La expansión de la corrupción en la España actual propicia que esta se asemeje cada vez más a un cenagal, mejor, a un albañal. Mires donde mires, todo huele a podrido. Metas donde metas la mano vas a sacarla manchada de porquería y mugre. Mis palabras por muy duras que parezcan, todavía se quedan cortas para reflejar el estado generalizado de esta lacra inmunda. Siendo ya mucha, a los españoles nos han entrenado a desayunarnos un día tras otro con nuevos y gravísimos casos de esta epidemia, de momento incurable. Lo que no quita que muchos profundamente encabronados gritemos: ¡Ya vale! ¡Esto tendrá algún límite! Parece que no. Nuestra capacidad de sorpresa y paciencia en este tema son ilimitadas. De ahí que proliferen sentimientos diversos, una mezcla de asco y hartazgo. Sin embargo, sorprende que ante tantos desmanes todavía no se haya producido una respuesta contundente en esta sociedad. Si no ha sido así quizá sea porque como dijo Silvela en un artículo centenario España sin pulso "Los doctores de la política y los facultativos de cabecera estudiarán, sin duda, el mal: discurrirán sobre sus orígenes, su clasificación y sus remedios; pero el más ajeno a la ciencia que preste alguna atención a asuntos públicos observa este singular estado de España: donde quiera que se ponga el tacto, no se encuentra el pulso". De otra manera sería inexplicable que todavía al PP obtenga un 31,9% de los votos y el PSOE un 26,2 %, según el último barómetro del Centro de Investigaciones Sociológicas (CIS).
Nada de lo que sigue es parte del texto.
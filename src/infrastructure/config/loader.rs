use anyhow::{Context, Result};
use figment::providers::{Env, Format, Serialized, Yaml};
use figment::Figment;
use thiserror::Error;

use crate::domain::models::config::Config;

/// Project directory holding config files and the default database.
pub const CONFIG_DIR: &str = ".taskloom";

/// Prefix for environment overrides, e.g. `TASKLOOM_WORKFLOW__MAX_CONCURRENCY`.
pub const ENV_PREFIX: &str = "TASKLOOM_";

/// Configuration error types
#[derive(Error, Debug)]
pub enum ConfigError {
    #[error("Database path cannot be empty")]
    EmptyDatabasePath,

    #[error("Invalid max_connections: {0}. Must be at least 1")]
    InvalidMaxConnections(u32),

    #[error("Invalid log level: {0}. Must be one of: trace, debug, info, warn, error")]
    InvalidLogLevel(String),

    #[error("Invalid max_concurrency: {0}. Must be at least 1")]
    InvalidConcurrency(usize),

    #[error(
        "Invalid backoff configuration: initial_backoff_ms ({0}) must not exceed max_backoff_ms ({1})"
    )]
    InvalidBackoff(u64, u64),

    #[error("Invalid backoff_multiplier: {0}. Must be at least 1.0")]
    InvalidBackoffMultiplier(f64),

    #[error("Invalid max_iterations: {0}. Must be at least 1")]
    InvalidMaxIterations(u32),

    #[error("Invalid {field}: {value}. Must be within [0, 1]")]
    OutOfUnitRange { field: &'static str, value: f64 },

    #[error("Configuration validation failed: {0}")]
    ValidationFailed(String),
}

/// Configuration loader with hierarchical merging
pub struct ConfigLoader;

impl ConfigLoader {
    /// Load configuration with hierarchical merging
    ///
    /// Precedence (lowest to highest):
    /// 1. Programmatic defaults
    /// 2. `.taskloom/config.yaml`
    /// 3. `.taskloom/local.yaml` (optional local overrides)
    /// 4. `TASKLOOM_*` environment variables, `__` separating sections
    pub fn load() -> Result<Config> {
        let config: Config = Self::figment()
            .extract()
            .context("Failed to extract configuration from figment")?;

        Self::validate(&config)?;
        Ok(config)
    }

    /// The layered provider chain used by [`load`](Self::load).
    pub fn figment() -> Figment {
        Figment::new()
            .merge(Serialized::defaults(Config::default()))
            .merge(Yaml::file(format!("{CONFIG_DIR}/config.yaml")))
            .merge(Yaml::file(format!("{CONFIG_DIR}/local.yaml")))
            .merge(Env::prefixed(ENV_PREFIX).split("__"))
    }

    /// Load configuration from a specific file. Environment overrides still
    /// apply on top.
    pub fn load_from_file(path: impl AsRef<std::path::Path>) -> Result<Config> {
        let path = path.as_ref();
        let config: Config = Figment::new()
            .merge(Serialized::defaults(Config::default()))
            .merge(Yaml::file(path))
            .merge(Env::prefixed(ENV_PREFIX).split("__"))
            .extract()
            .with_context(|| format!("Failed to load config from {}", path.display()))?;

        Self::validate(&config)?;
        Ok(config)
    }

    /// Validate configuration after loading
    pub fn validate(config: &Config) -> Result<(), ConfigError> {
        if config.database.path.is_empty() {
            return Err(ConfigError::EmptyDatabasePath);
        }
        if config.database.max_connections == 0 {
            return Err(ConfigError::InvalidMaxConnections(0));
        }

        let valid_log_levels = ["trace", "debug", "info", "warn", "error"];
        if !valid_log_levels.contains(&config.logging.level.to_lowercase().as_str()) {
            return Err(ConfigError::InvalidLogLevel(config.logging.level.clone()));
        }

        let workflow = &config.workflow;
        if workflow.max_concurrency == 0 {
            return Err(ConfigError::InvalidConcurrency(0));
        }
        if workflow.initial_backoff_ms > workflow.max_backoff_ms {
            return Err(ConfigError::InvalidBackoff(
                workflow.initial_backoff_ms,
                workflow.max_backoff_ms,
            ));
        }
        if workflow.backoff_multiplier < 1.0 {
            return Err(ConfigError::InvalidBackoffMultiplier(workflow.backoff_multiplier));
        }
        if workflow.history_limit == 0 {
            return Err(ConfigError::ValidationFailed(
                "workflow.history_limit must be at least 1".to_string(),
            ));
        }

        let iteration = &config.iteration;
        if iteration.max_iterations == 0 {
            return Err(ConfigError::InvalidMaxIterations(0));
        }
        if iteration.max_degradations == 0 {
            return Err(ConfigError::ValidationFailed(
                "iteration.max_degradations must be at least 1".to_string(),
            ));
        }

        for (field, value) in [
            ("iteration.degradation_margin", iteration.degradation_margin),
            ("iteration.convergence_threshold", iteration.convergence_threshold),
            ("conflict.min_confidence", config.conflict.min_confidence),
            ("conflict.high_confidence_threshold", config.conflict.high_confidence_threshold),
        ] {
            if !(0.0..=1.0).contains(&value) {
                return Err(ConfigError::OutOfUnitRange { field, value });
            }
        }

        Ok(())
    }
}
De verdad, ¿qué más nos tienen que hacer nuestras "patrióticas" élites políticas y económicas para que reaccionemos? A estas se les podría aplicar el concepto, de "élites extractivas", divulgado por Daron Acemoglu y James A. Robinson en su libro Por qué fracasan los países. Son aquellas que se despreocupan del bien común y dedican exclusivamente sus esfuerzos a su propio bienestar y al del grupo al que pertenecen y establecen un sistema de captura de rentas que les permite, sin crear riqueza, detraer rentas de la mayor parte de la ciudadanía en beneficio propio. Por supuesto, donan dinero a las cajas B de los partidos. Ejemplos de cómo estos auténticos salteadores de caminos han saqueado los dineros públicos son incontables. El de ahora mismo. La Operación Yogui, que investiga la presunta malversación en las obras del AVE en Barcelona, se puso en marcha hace más de un año, porque un empresario decidió tirar de la manta y contactar con la fiscalía harto, según fuentes judiciales, de pagar comisiones a funcionarios de Adif y cansado, también, de no cobrar por sus trabajos.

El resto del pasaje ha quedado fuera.